There's a lot to unpack in this code. First, we create our inventory - a map that contains our inventory info. Then we create our types of Eithers, then we create the receiver functions that can operate on those types. Each step is commented in the code to give clarity while the code is being read. You'll notice that each func with an Either receiver short circuits on a RIGHT value. This is desirable so we don't break our chain and it's something that pattern matching functional languages get for free. We don't so we'll do it this way for now. Another tactic for getting this is writing Lifters that can take pure functions and essentially add/remove the value from our Either. We're not going to do that right now because go's support for generics and receivers is not great.
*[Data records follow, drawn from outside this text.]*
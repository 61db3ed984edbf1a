//! bscan Core - BSDL tree resolution and JTAG device models
//!
//! This crate turns an already-parsed BSDL (Boundary-Scan Description
//! Language) tree into a structured device model:
//! - Input tree types with shape normalization ([`ast`])
//! - Identification code extraction ([`identity`])
//! - Register table resolution with cross-referenced lengths ([`registers`])
//! - Instruction/opcode table resolution ([`instructions`])
//! - Physical pin and logical port mapping ([`pins`])
//! - The assembled device under test and scan chain ([`dut`], [`chain`])

pub mod ast;
pub mod chain;
pub mod dut;
pub mod identity;
pub mod instructions;
pub mod pins;
pub mod registers;

pub use ast::{AstError, BsdlAst, OneOrMany, PinId};
pub use chain::ScanChain;
pub use dut::{Dut, DutError};
pub use instructions::Instruction;
pub use pins::{Pin, PinMap};
pub use registers::{Register, Resolution};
From the function signatures you'll see that you can chain together everything as: .Quantity.Procure.Ship.Invoice and no matter what state our order is in, if the item is unattainable or not available, nothing happens to the inventory, and no invoice will be generated.

Putting Our Design to Use

Let's write a test to see if we get what we expect, in main.go:

package main

import (
    "fmt"
    "os"

    "deathbykeystroke.com/either/either"
    "deathbykeystroke.com/either/inventory"
)

// Order !! Our business process as a type safe, readable, and reliable call chain:
func Order(id int, n int) inventory.InventoryOrderResult {
    return inventory.
        Quantity(id).
        Procure(id, n).
        Ship(id, n).
        Invoice()
}

// Set up some test data
type test struct {
    id, qty int
}

// Nicely output if test fails/passes
var passFail = map[bool]string{false: "FAIL", true: "PASS"}

func main() {
  // Test Cases
    tests := []test{
        {id: 10, qty: 101},
        {id: 10, qty: 50},
        {id: 20, qty: 50},
        {id: 30, qty: 2},
        {id: 30, qty: 1},
        {id: 40, qty: 5},
    }
    expects := []inventory.OrderResult{inventory.Ordered, inventory.Fulfilled, inventory.Fulfilled, inventory.UnableToProcure, inventory.Fulfilled, inventory.UnableToProcure}
    pass := true

    for i, test := range tests {
        result := Order(test.id, test.qty)
    // None of our tests should ever result in RIGHT (there is no `error` thrown anywhere)
        if result.Which() == either.RIGHT || result.Left() != expects[i] {
            pass = false
        }
        fmt.Printf("[%s] ordering %d, qty: %d => %+v\n", passFail[result.Which() == either.RIGHT || expects[i] == result.Left()], test.id, test.qty, result.String())
    }

    if !pass {
        fmt.Fprintf(os.Stderr, "\nFAIL\n")
        os.Exit(1)
    }
    fmt.Fprintf(os.Stderr, "\nPASS\n")
    os.Exit(0)
}

When we go run main.go:

[PASS] ordering 10, qty: 101 => Ordered
[PASS] ordering 10, qty: 50 => Fulfilled
[PASS] ordering 20, qty: 50 => Fulfilled
[PASS] ordering 30, qty: 2 => Unable to procure
[PASS] ordering 30, qty: 1 => Fulfilled
[PASS] ordering 40, qty: 5 => Unable to procure

PASS

We get what we expected, everything under id:30 is procurable so we get Ordered when not in stock, it's Fulfilled when in stock, and Unable to procure when the item is not in stock and we cannot order it.

All three branches of our business process tree are now handled and all three termination points within one call chain.

"Yea but hey! most of this business process can follow the same pattern, what about something that doesn't?" There isn't much that doesn't and in the case where you should follow very different logic then you have the fallback to switch result.Which() and follow the chains that way but this should be an exception if you're thinking clearly.

That about does it for the business process as types. This shift in thinking is possible in most languages but it does require some forethought about the what the process is and what data is needed throughout the chain.